Also known as the false vampire bat and Linnaeus’ vampire bat, the spectral bat may not bite humans like the common vampire bat (Desmodus rotundus), but small animals and large insects have much more to fear from this stealthy hunter.

True vampire bats (Desmodus sp.) hunt by opening a small wound in an animal while it sleeps, with razor sharp teeth that don’t even wake the victim. It laps up the blood, and flies away undetected. The fact that the animals are almost always unharmed by this encounter makes true vampire bats the only parasitic mammals.

Spectral bats, on the other hand, are absolute hunters. They do not drink blood like true vampire bats, and often hunt much like owls, stealthily patrolling the edges of forests at night, and swooping down to attack and consume large insects, small mammals, reptiles, and even other bats (whose distress calls can attract many spectral bats from miles around).

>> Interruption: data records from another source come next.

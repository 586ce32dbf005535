use std::io::{Read, Write};

use age::armor::{ArmoredReader, ArmoredWriter, Format};

use super::armor::Envelope;
use crate::keys::{Recipient, UnlockedIdentity};

#[derive(Debug, thiserror::Error)]
pub enum EncryptError {
    #[error("at least one recipient is required for encryption")]
    NoRecipients,

    #[error("unsupported recipient key type: {0}")]
    UnsupportedKeyType(String),

    #[error("failed to write envelope: {0}")]
    Io(#[from] std::io::Error),
}

#[derive(Debug, thiserror::Error)]
pub enum DecryptError {
    #[error("malformed envelope: {0}")]
    Malformed(String),

    #[error("this key is not a recipient of the envelope")]
    NotARecipient,

    #[error("envelope failed authentication (altered or truncated)")]
    Tampered,
}

/// Encrypt `plaintext` so that any one of `recipients` can open it.
///
/// A fresh file key is generated on every call and wrapped once per recipient, so
/// encrypting the same input twice gives different envelopes.
pub fn encrypt(plaintext: &[u8], recipients: &[Recipient]) -> Result<Envelope, EncryptError> {
    if recipients.is_empty() {
        return Err(EncryptError::NoRecipients);
    }

    let encryptor = age::Encryptor::with_recipients(recipients.iter().map(Recipient::as_age))
        .map_err(|e| match e {
            age::EncryptError::Io(e) => EncryptError::Io(e),
            other => EncryptError::UnsupportedKeyType(other.to_string()),
        })?;

    let mut armored = vec![];
    let output = ArmoredWriter::wrap_output(&mut armored, Format::AsciiArmor)?;
    let mut writer = encryptor.wrap_output(output)?;
    writer.write_all(plaintext)?;
    writer.finish().and_then(|armor| armor.finish())?;

    let text = String::from_utf8(armored)
        .map_err(|e| std::io::Error::new(std::io::ErrorKind::InvalidData, e))?;
    Ok(Envelope::from_armored(text))
}

/// Recover the plaintext of `envelope` with `identity`.
pub fn decrypt(envelope: &Envelope, identity: &UnlockedIdentity) -> Result<Vec<u8>, DecryptError> {
    let mut binary = vec![];
    ArmoredReader::new(envelope.as_str().as_bytes())
        .read_to_end(&mut binary)
        .map_err(|e| DecryptError::Malformed(e.to_string()))?;

    let decryptor = age::Decryptor::new(&binary[..])
        .map_err(|e| DecryptError::Malformed(e.to_string()))?;

    let mut reader = decryptor
        .decrypt(std::iter::once(identity.as_age()))
        .map_err(|e| match e {
            age::DecryptError::NoMatchingKeys => DecryptError::NotARecipient,
            age::DecryptError::InvalidMac | age::DecryptError::DecryptionFailed => {
                DecryptError::Tampered
            }
            other => DecryptError::Malformed(other.to_string()),
        })?;

    let mut plaintext = vec![];
    reader
        .read_to_end(&mut plaintext)
        .map_err(|_| DecryptError::Tampered)?;

    Ok(plaintext)
}

/// Parse armored text and decrypt it in one step.
pub fn decrypt_text(text: &str, identity: &UnlockedIdentity) -> Result<Vec<u8>, DecryptError> {
    decrypt(&Envelope::parse(text)?, identity)
}

#[cfg(test)]
mod tests {
    use super::*;
    use crate::crypto::armor::{BEGIN_MARKER, END_MARKER};
    use crate::keys::testkeys::SshKey;

    fn ssh_pair(comment: &str) -> (Recipient, UnlockedIdentity) {
        let key = SshKey::generate(comment);
        let recipient = Recipient::parse(&key.public).unwrap();
        let identity = age::ssh::Identity::from_buffer(key.private.as_bytes(), None).unwrap();
        (recipient, UnlockedIdentity::Ssh(identity))
    }

    fn age_pair() -> (Recipient, UnlockedIdentity) {
        let identity = age::x25519::Identity::generate();
        let recipient = Recipient::parse(&identity.to_public().to_string()).unwrap();
        (recipient, identity.into())
    }

    /// De-armor, flip one byte of the binary age file, re-armor.
    fn flip_byte(envelope: &Envelope, index: usize) -> Envelope {
        let mut binary = vec![];
        ArmoredReader::new(envelope.as_str().as_bytes())
            .read_to_end(&mut binary)
            .unwrap();
        binary[index] ^= 0x01;

        let mut out = vec![];
        let mut writer = ArmoredWriter::wrap_output(&mut out, Format::AsciiArmor).unwrap();
        writer.write_all(&binary).unwrap();
        writer.finish().unwrap();
        Envelope::parse(std::str::from_utf8(&out).unwrap()).unwrap()
    }

    /// Offset of the first payload byte (just past the `--- <mac>` line).
    fn body_start(envelope: &Envelope) -> (usize, usize) {
        let mut binary = vec![];
        ArmoredReader::new(envelope.as_str().as_bytes())
            .read_to_end(&mut binary)
            .unwrap();
        let mac_line = binary.windows(5).position(|w| w == b"\n--- ").unwrap() + 1;
        let newline = binary[mac_line..].iter().position(|b| *b == b'\n').unwrap();
        (mac_line + newline + 1, binary.len())
    }

    #[test]
    fn armored_with_fixed_markers() {
        let (recipient, _) = ssh_pair("alice@laptop");
        let envelope = encrypt(b"hello", &[recipient]).unwrap();
        let text = envelope.as_str();

        assert!(text.starts_with(BEGIN_MARKER));
        assert!(text.trim_end().ends_with(END_MARKER));
        assert!(text.lines().all(|l| l.len() <= 64 || l.starts_with("-----")));
    }

    #[test]
    fn round_trip_every_recipient() {
        let (r1, id1) = ssh_pair("alice@laptop");
        let (r2, id2) = ssh_pair("alice@desktop");
        let (r3, id3) = age_pair();
        let plaintext = b"DATABASE_URL=postgres://db/prod\n";

        let envelope = encrypt(plaintext, &[r1, r2, r3]).unwrap();
        for identity in [&id1, &id2, &id3] {
            assert_eq!(decrypt(&envelope, identity).unwrap(), plaintext);
        }
    }

    #[test]
    fn round_trip_empty_plaintext() {
        let (recipient, identity) = ssh_pair("alice@laptop");
        let envelope = encrypt(b"", &[recipient]).unwrap();
        assert!(decrypt(&envelope, &identity).unwrap().is_empty());
    }

    #[test]
    fn non_recipient_rejected() {
        let (recipient, _) = ssh_pair("alice@laptop");
        let (_, outsider) = ssh_pair("mallory@evil");
        let (_, age_outsider) = age_pair();

        let envelope = encrypt(b"secret", &[recipient]).unwrap();
        assert!(matches!(
            decrypt(&envelope, &outsider),
            Err(DecryptError::NotARecipient)
        ));
        assert!(matches!(
            decrypt(&envelope, &age_outsider),
            Err(DecryptError::NotARecipient)
        ));
    }

    #[test]
    fn fresh_randomness_every_call() {
        let (recipient, _) = ssh_pair("alice@laptop");
        let a = encrypt(b"same", &[recipient.clone()]).unwrap();
        let b = encrypt(b"same", &[recipient]).unwrap();
        assert_ne!(a, b);
    }

    #[test]
    fn empty_recipients_refused() {
        assert!(matches!(encrypt(b"x", &[]), Err(EncryptError::NoRecipients)));
    }

    #[test]
    fn no_plaintext_in_output() {
        let (recipient, _) = age_pair();
        let envelope = encrypt(b"sk_live_should_not_appear", &[recipient]).unwrap();
        assert!(!envelope.as_str().contains("sk_live_should_not_appear"));
    }

    #[test]
    fn any_body_byte_flip_is_tampering() {
        let (recipient, identity) = ssh_pair("alice@laptop");
        let envelope = encrypt(b"attack at dawn", &[recipient]).unwrap();
        let (start, end) = body_start(&envelope);
        assert!(end > start);

        for index in start..end {
            let tampered = flip_byte(&envelope, index);
            assert!(
                matches!(decrypt(&tampered, &identity), Err(DecryptError::Tampered)),
                "byte {} not detected",
                index
            );
        }
    }

    #[test]
    fn header_mac_flip_is_tampering() {
        let (recipient, identity) = ssh_pair("alice@laptop");
        let envelope = encrypt(b"attack at dawn", &[recipient]).unwrap();
        let (start, _) = body_start(&envelope);

        // Last base64 character of the header MAC, just before its newline.
        let tampered = flip_byte(&envelope, start - 2);
        assert!(decrypt(&tampered, &identity).is_err());
    }

    #[test]
    fn truncated_body_is_tampering() {
        let (recipient, identity) = ssh_pair("alice@laptop");
        let envelope = encrypt(&[7u8; 200], &[recipient]).unwrap();

        let mut binary = vec![];
        ArmoredReader::new(envelope.as_str().as_bytes())
            .read_to_end(&mut binary)
            .unwrap();
        binary.truncate(binary.len() - 10);
        let mut out = vec![];
        let mut writer = ArmoredWriter::wrap_output(&mut out, Format::AsciiArmor).unwrap();
        writer.write_all(&binary).unwrap();
        writer.finish().unwrap();
        let truncated = Envelope::parse(std::str::from_utf8(&out).unwrap()).unwrap();

        assert!(matches!(
            decrypt(&truncated, &identity),
            Err(DecryptError::Tampered)
        ));
    }

    #[test]
    fn garbage_between_markers_is_malformed() {
        let (_, identity) = ssh_pair("alice@laptop");
        let text = format!("{}\n!!!not base64!!!\n{}\n", BEGIN_MARKER, END_MARKER);
        assert!(matches!(
            decrypt_text(&text, &identity),
            Err(DecryptError::Malformed(_))
        ));
        assert!(matches!(
            decrypt_text("not an envelope", &identity),
            Err(DecryptError::Malformed(_))
        ));
    }
}
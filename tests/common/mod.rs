//! Shared fixtures for integration tests.
#![allow(dead_code)]

use std::collections::BTreeMap;

use agelab::directory::{Directory, DirectoryError, Identity, IdentityId};
use async_trait::async_trait;

#[path = "../../src/keys/testkeys.rs"]
mod testkeys;

pub use testkeys::SshKey;

/// Fixed roster and keys, no network.
#[derive(Default)]
pub struct StaticDirectory {
    users: BTreeMap<IdentityId, (String, Vec<String>)>,
}

impl StaticDirectory {
    pub fn user(mut self, id: IdentityId, username: &str, keys: Vec<String>) -> Self {
        self.users.insert(id, (username.to_string(), keys));
        self
    }
}

#[async_trait]
impl Directory for StaticDirectory {
    async fn list_identities(&self) -> Result<Vec<Identity>, DirectoryError> {
        Ok(self
            .users
            .iter()
            .map(|(id, (username, _))| Identity {
                id: *id,
                username: username.clone(),
            })
            .collect())
    }

    async fn fetch_keys(&self, id: IdentityId) -> Result<Vec<String>, DirectoryError> {
        self.users
            .get(&id)
            .map(|(_, keys)| keys.clone())
            .ok_or_else(|| DirectoryError::Config(format!("unknown user {}", id)))
    }
}
use std::collections::BTreeSet;

use anyhow::{bail, Result};

use super::{Identity, IdentityId};

/// The set of users chosen as recipients.
///
/// Membership is all that matters; iteration is in ascending id order.
#[derive(Debug, Clone, Default, PartialEq, Eq)]
pub struct Selection {
    ids: BTreeSet<IdentityId>,
}

impl Selection {
    pub fn new() -> Self {
        Self::default()
    }

    /// Select `id` if absent, deselect it if present. Returns whether it is now selected.
    pub fn toggle(&mut self, id: IdentityId) -> bool {
        if self.ids.remove(&id) {
            false
        } else {
            self.ids.insert(id);
            true
        }
    }

    pub fn insert(&mut self, id: IdentityId) {
        self.ids.insert(id);
    }

    pub fn contains(&self, id: IdentityId) -> bool {
        self.ids.contains(&id)
    }

    pub fn is_empty(&self) -> bool {
        self.ids.is_empty()
    }

    pub fn len(&self) -> usize {
        self.ids.len()
    }

    pub fn iter(&self) -> impl Iterator<Item = IdentityId> + '_ {
        self.ids.iter().copied()
    }
}

impl FromIterator<IdentityId> for Selection {
    fn from_iter<I: IntoIterator<Item = IdentityId>>(iter: I) -> Self {
        Self {
            ids: iter.into_iter().collect(),
        }
    }
}

/// Roster snapshot plus the operator's current selection, owned by the front end
/// for the duration of one run.
#[derive(Debug, Default)]
pub struct Session {
    roster: Vec<Identity>,
    pub selection: Selection,
}

impl Session {
    pub fn new(mut roster: Vec<Identity>) -> Self {
        roster.sort_by(|a, b| a.username.cmp(&b.username));
        Self {
            roster,
            selection: Selection::new(),
        }
    }

    pub fn roster(&self) -> &[Identity] {
        &self.roster
    }

    /// Users whose username contains `query`, ignoring case. An empty query matches all.
    pub fn filter(&self, query: &str) -> Vec<&Identity> {
        let query = query.to_lowercase();
        self.roster
            .iter()
            .filter(|u| query.is_empty() || u.username.to_lowercase().contains(&query))
            .collect()
    }

    pub fn toggle(&mut self, id: IdentityId) -> bool {
        self.selection.toggle(id)
    }

    /// Select a user by username (case-insensitive) or numeric id.
    pub fn select_by_name(&mut self, name: &str) -> Result<&Identity> {
        let name = name.trim().trim_start_matches('@');
        let found = self
            .roster
            .iter()
            .find(|u| u.username.eq_ignore_ascii_case(name))
            .or_else(|| {
                name.parse::<IdentityId>()
                    .ok()
                    .and_then(|id| self.roster.iter().find(|u| u.id == id))
            });

        match found {
            Some(user) => {
                self.selection.insert(user.id);
                Ok(user)
            }
            None => bail!("unknown user '{}'", name),
        }
    }

    /// Selected users in roster (username) order.
    pub fn selected_identities(&self) -> Vec<&Identity> {
        self.roster
            .iter()
            .filter(|u| self.selection.contains(u.id))
            .collect()
    }

    pub fn username(&self, id: IdentityId) -> Option<&str> {
        self.roster
            .iter()
            .find(|u| u.id == id)
            .map(|u| u.username.as_str())
    }
}

/// Mask a username for screen recordings: keep the first two characters.
pub fn censor(username: &str) -> String {
    let count = username.chars().count();
    if count <= 2 {
        return username.to_string();
    }
    let head: String = username.chars().take(2).collect();
    format!("{}{}", head, "*".repeat(count - 2))
}
use std::io::Write;
use std::path::{Path, PathBuf};
use std::process::{Command, Stdio};

use age::secrecy::{ExposeSecret, SecretString};

#[derive(Debug, thiserror::Error)]
pub enum UnlockError {
    /// The passphrase was rejected or the key could not be re-encoded.
    #[error("key transformation was rejected: {0}")]
    Rejected(String),

    #[error("failed to run {program}: {source}")]
    Spawn {
        program: String,
        #[source]
        source: std::io::Error,
    },

    #[error("temporary key copy: {0}")]
    TempFile(#[source] std::io::Error),
}

/// Removes the passphrase from a private key file in place.
pub trait KeyUnlocker {
    fn unlock(&self, key_file: &Path, passphrase: &SecretString) -> Result<(), UnlockError>;
}

/// Runs `ssh-keygen -p -N "" -f <file>` without a shell.
///
/// On Unix the old passphrase reaches `ssh-keygen` through an `SSH_ASKPASS` helper
/// placed next to the key, so it never appears in the child's argv. Elsewhere it is
/// passed with `-P`.
#[derive(Debug, Clone)]
pub struct SshKeygen {
    program: PathBuf,
}

/// Environment variable the askpass helper echoes back.
#[cfg(unix)]
const PASSPHRASE_ENV: &str = "AGELAB_KEY_PASSPHRASE";

impl Default for SshKeygen {
    fn default() -> Self {
        Self {
            program: PathBuf::from("ssh-keygen"),
        }
    }
}

impl SshKeygen {
    pub fn with_program(program: impl Into<PathBuf>) -> Self {
        Self {
            program: program.into(),
        }
    }

    #[cfg(unix)]
    fn command(&self, key_file: &Path, passphrase: &SecretString) -> Result<Command, UnlockError> {
        let dir = key_file.parent().ok_or_else(|| {
            UnlockError::TempFile(std::io::Error::new(
                std::io::ErrorKind::InvalidInput,
                "key file has no parent directory",
            ))
        })?;
        let askpass = write_askpass(dir).map_err(UnlockError::TempFile)?;

        let mut command = Command::new(&self.program);
        command
            .arg("-p")
            .arg("-N")
            .arg("")
            .arg("-f")
            .arg(key_file)
            .env("SSH_ASKPASS", askpass)
            .env("SSH_ASKPASS_REQUIRE", "force")
            .env(PASSPHRASE_ENV, passphrase.expose_secret());
        // Releases before 8.4 ignore SSH_ASKPASS_REQUIRE and only ask when DISPLAY is set.
        if std::env::var_os("DISPLAY").is_none() {
            command.env("DISPLAY", ":0");
        }
        Ok(command)
    }

    #[cfg(not(unix))]
    fn command(&self, key_file: &Path, passphrase: &SecretString) -> Result<Command, UnlockError> {
        let mut command = Command::new(&self.program);
        command
            .arg("-p")
            .arg("-P")
            .arg(passphrase.expose_secret())
            .arg("-N")
            .arg("")
            .arg("-f")
            .arg(key_file);
        Ok(command)
    }
}

impl KeyUnlocker for SshKeygen {
    fn unlock(&self, key_file: &Path, passphrase: &SecretString) -> Result<(), UnlockError> {
        let output = self
            .command(key_file, passphrase)?
            .stdin(Stdio::null())
            .stdout(Stdio::null())
            .stderr(Stdio::piped())
            .output()
            .map_err(|source| UnlockError::Spawn {
                program: self.program.display().to_string(),
                source,
            })?;

        if !output.status.success() {
            let stderr = String::from_utf8_lossy(&output.stderr);
            return Err(UnlockError::Rejected(stderr.trim().to_string()));
        }
        Ok(())
    }
}

/// Owner-only script that prints the passphrase from the environment.
#[cfg(unix)]
fn write_askpass(dir: &Path) -> std::io::Result<PathBuf> {
    use std::fs::OpenOptions;
    use std::os::unix::fs::OpenOptionsExt;

    let path = dir.join("askpass");
    let mut file = OpenOptions::new()
        .write(true)
        .create(true)
        .truncate(true)
        .mode(0o700)
        .open(&path)?;
    writeln!(file, "#!/bin/sh\nprintf '%s\\n' \"${}\"", PASSPHRASE_ENV)?;
    file.sync_all()?;
    Ok(path)
}

/// A private, process-owned copy of a key that is removed when dropped.
///
/// The directory is created 0700 and the file 0600; dropping the guard (including
/// during unwinding) deletes both.
pub(crate) struct ScratchKey {
    _dir: tempfile::TempDir,
    path: PathBuf,
}

impl ScratchKey {
    pub(crate) fn create(root: Option<&Path>, content: &[u8]) -> Result<Self, UnlockError> {
        let mut builder = tempfile::Builder::new();
        builder.prefix("agelab-key-");
        let dir = match root {
            Some(root) => builder.tempdir_in(root),
            None => builder.tempdir(),
        }
        .map_err(UnlockError::TempFile)?;

        let path = dir.path().join("id");
        write_private(&path, content).map_err(UnlockError::TempFile)?;
        Ok(Self { _dir: dir, path })
    }

    pub(crate) fn path(&self) -> &Path {
        &self.path
    }

    pub(crate) fn read(&self) -> Result<Vec<u8>, UnlockError> {
        std::fs::read(&self.path).map_err(UnlockError::TempFile)
    }

    #[cfg(test)]
    pub(crate) fn dir(&self) -> &Path {
        self._dir.path()
    }
}

/// Write a file readable only by the owner (0600 on Unix).
fn write_private(path: &Path, content: &[u8]) -> std::io::Result<()> {
    #[cfg(unix)]
    {
        use std::fs::OpenOptions;
        use std::os::unix::fs::OpenOptionsExt;
        let mut file = OpenOptions::new()
            .write(true)
            .create_new(true)
            .mode(0o600)
            .open(path)?;
        file.write_all(content)?;
        file.sync_all()?;
    }
    #[cfg(not(unix))]
    {
        let mut file = std::fs::File::create_new(path)?;
        file.write_all(content)?;
    }
    Ok(())
}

The spectral bat is much larger than the true vampire bats, and has large ears and decent sight. It hunts by using its large canine teeth to puncture either the cervical arteries or the brain-case of small vertebrates, or sever the head of insects. Like the true vampires, spectral bats are nocturnal, and live in the Americas. However, they’re not as ubiquitous, being confined mostly to the northwest quadrant of South America, and living almost exclusively in forested regions. 

Images:

Die Säugthiere in Abbildungen nach der Natur.  Johann Christian Daniel von Schreber, 1775.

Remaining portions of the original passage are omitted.